3. En deuxième lieu, aux termes du premier alinéa de l'article L. 431-1 du code de l'entrée et du séjour des étrangers et du droit d'asile, dans sa rédaction applicable : " Les membres de la famille entrés en France régulièrement au titre du regroupement familial reçoivent de plein droit une carte de séjour temporaire, dès qu'ils sont astreints à la détention d'un titre de séjour ". Aux termes de l'article L. 431-2 du même code : " 1. En cas de rupture de la vie commune ne résultant pas du décès de l'un des conjoints, le titre de séjour qui a été remis au conjoint d'un étranger peut, pendant les trois années suivant l'autorisation de séjourner en France au titre du regroupement familial, faire l'objet d'un retrait ou d'un refus de renouvellement. / (...) 4 En outre, lorsque l'étranger a subi des violences familiales ou conjugales et que la communauté de vie a été rompue, l'autorité administrative ne peut procéder au retrait du titre de séjour de l'étranger admis au séjour au titre du regroupement familial et en accorde le renouvellement. En cas de violence commise après l'arrivée en France du conjoint mais avant la première délivrance de la carte de séjour temporaire, le conjoint se voit délivrer, sauf si sa présence constitue une menace pour l'ordre public, une carte de séjour temporaire portant la mention " vie privée et familiale ".

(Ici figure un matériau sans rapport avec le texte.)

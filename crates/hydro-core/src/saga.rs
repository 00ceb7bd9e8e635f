use serde::Serialize;

// ---------------------------------------------------------------------------
// Step / StepOutcome
// ---------------------------------------------------------------------------

/// The repair steps of a reassignment or withdrawal sweep.
#[derive(Debug, Clone, Copy, PartialEq, Eq, Serialize)]
#[serde(rename_all = "snake_case")]
pub enum Step {
    DetachStaleLinks,
    StationSideSweep,
    RemoveStationLinks,
    CreateActiveLink,
    RepairDuplicates,
    PropagateGrouping,
    WithdrawalSweep,
}

impl Step {
    pub fn as_str(self) -> &'static str {
        match self {
            Step::DetachStaleLinks => "detach_stale_links",
            Step::StationSideSweep => "station_side_sweep",
            Step::RemoveStationLinks => "remove_station_links",
            Step::CreateActiveLink => "create_active_link",
            Step::RepairDuplicates => "repair_duplicates",
            Step::PropagateGrouping => "propagate_grouping",
            Step::WithdrawalSweep => "withdrawal_sweep",
        }
    }
}

#[derive(Debug, Clone, PartialEq, Eq, Serialize)]
#[serde(tag = "outcome", content = "reason", rename_all = "snake_case")]
pub enum StepOutcome {
    Done,
    Skipped(String),
    Failed(String),
}

#[derive(Debug, Clone, PartialEq, Eq, Serialize)]
pub struct StepRecord {
    pub step: Step,
    /// Issue key the step acted on.
    pub subject: String,
    #[serde(flatten)]
    pub outcome: StepOutcome,
}

// ---------------------------------------------------------------------------
// SagaLog
// ---------------------------------------------------------------------------

/// Ordered outcome list of a best-effort, non-transactional mutation.
///
/// Nothing here rolls back; the log only reports what happened so callers
/// can decide on manual follow-up.
#[derive(Debug, Clone, Default, Serialize)]
#[serde(transparent)]
pub struct SagaLog {
    records: Vec<StepRecord>,
}

impl SagaLog {
    pub fn new() -> Self {
        Self::default()
    }

    pub fn done(&mut self, step: Step, subject: &str) {
        tracing::debug!(step = step.as_str(), subject = %subject, "step done");
        self.push(step, subject, StepOutcome::Done);
    }

    pub fn skipped(&mut self, step: Step, subject: &str, reason: impl Into<String>) {
        let reason = reason.into();
        tracing::debug!(step = step.as_str(), subject = %subject, reason = %reason, "step skipped");
        self.push(step, subject, StepOutcome::Skipped(reason));
    }

    pub fn failed(&mut self, step: Step, subject: &str, reason: impl Into<String>) {
        let reason = reason.into();
        tracing::warn!(step = step.as_str(), subject = %subject, reason = %reason, "step failed");
        self.push(step, subject, StepOutcome::Failed(reason));
    }

    fn push(&mut self, step: Step, subject: &str, outcome: StepOutcome) {
        self.records.push(StepRecord {
            step,
            subject: subject.to_string(),
            outcome,
        });
    }

    pub fn records(&self) -> &[StepRecord] {
        &self.records
    }

    pub fn failures(&self) -> impl Iterator<Item = &StepRecord> {
        self.records
            .iter()
            .filter(|r| matches!(r.outcome, StepOutcome::Failed(_)))
    }
}
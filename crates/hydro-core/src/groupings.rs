use crate::engine::{jql_quote, Engine};
use crate::error::{HydroError, Result};
use crate::withdrawal::WithdrawalReport;
use serde::Serialize;

#[derive(Debug, Clone, PartialEq, Eq, Serialize)]
pub struct GroupingSummary {
    pub key: String,
    pub summary: String,
}

#[derive(Debug, Clone, Serialize)]
#[serde(rename_all = "camelCase")]
pub struct GroupingUpdate {
    pub key: String,
    pub grouping: Option<String>,
    pub withdrawal: WithdrawalReport,
}

pub struct Groupings<'a> {
    engine: &'a Engine,
}

impl<'a> Groupings<'a> {
    pub fn new(engine: &'a Engine) -> Self {
        Self { engine }
    }

    /// Every grouping issue of the project by summary, minus the hidden ones.
    pub async fn list_groupings(&self) -> Result<Vec<GroupingSummary>> {
        let vocab = self.engine.vocabulary();
        let query = format!(
            "{}issuetype = {} ORDER BY summary",
            self.engine.project_clause(),
            jql_quote(&vocab.grouping_type)
        );
        let field = self.engine.grouping_field().resolve().await?;
        let issues = self
            .engine
            .tracker()
            .search_all(&query, &field, vocab.page_size)
            .await?;

        let mut out: Vec<GroupingSummary> = issues
            .into_iter()
            .filter(|i| !vocab.is_hidden_grouping(&i.summary))
            .map(|i| GroupingSummary {
                key: i.key,
                summary: i.summary,
            })
            .collect();
        out.sort_by(|a, b| a.summary.cmp(&b.summary));
        Ok(out)
    }

    /// Write `key`'s grouping (blank clears it), then apply the withdrawal
    /// side effect.
    pub async fn set_grouping(&self, key: &str, grouping: Option<&str>) -> Result<GroupingUpdate> {
        let key = key.trim();
        if key.is_empty() {
            return Err(HydroError::Validation("issue key is required".into()));
        }
        let grouping = grouping.map(str::trim).filter(|g| !g.is_empty());

        let field = self.engine.grouping_field().resolve().await?;
        self.engine
            .tracker()
            .update_fields(key, field.update_payload(grouping))
            .await?;
        tracing::info!(key = %key, grouping = ?grouping, "grouping updated");

        let withdrawal = self
            .engine
            .withdrawal()
            .on_grouping_changed(key, grouping)
            .await?;
        Ok(GroupingUpdate {
            key: key.to_string(),
            grouping: grouping.map(str::to_string),
            withdrawal,
        })
    }
}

4. Pour l'application des dispositions précitées, la notion de violences conjugales inclut non seulement les violences physiques et sexuelles mais également les violences psychologiques et économiques, au nombre desquelles figurent la privation de ressources financières et la privation d'accès au domicile conjugal.

5. Par ailleurs, si ces dispositions ouvrent droit à un titre de séjour portant la mention " vie privée et familiale " au conjoint d'un étranger, vivant en France dans le cadre d'un regroupement familial et victime de violences conjugales, il incombe à l'autorité préfectorale, saisie d'une telle demande, d'apprécier, sous l'entier contrôle du juge de l'excès de pouvoir, si la situation de l'intéressé justifie la délivrance du titre à la date où il se prononce, en tenant compte, notamment, des éléments probants relatifs aux violences conjugales.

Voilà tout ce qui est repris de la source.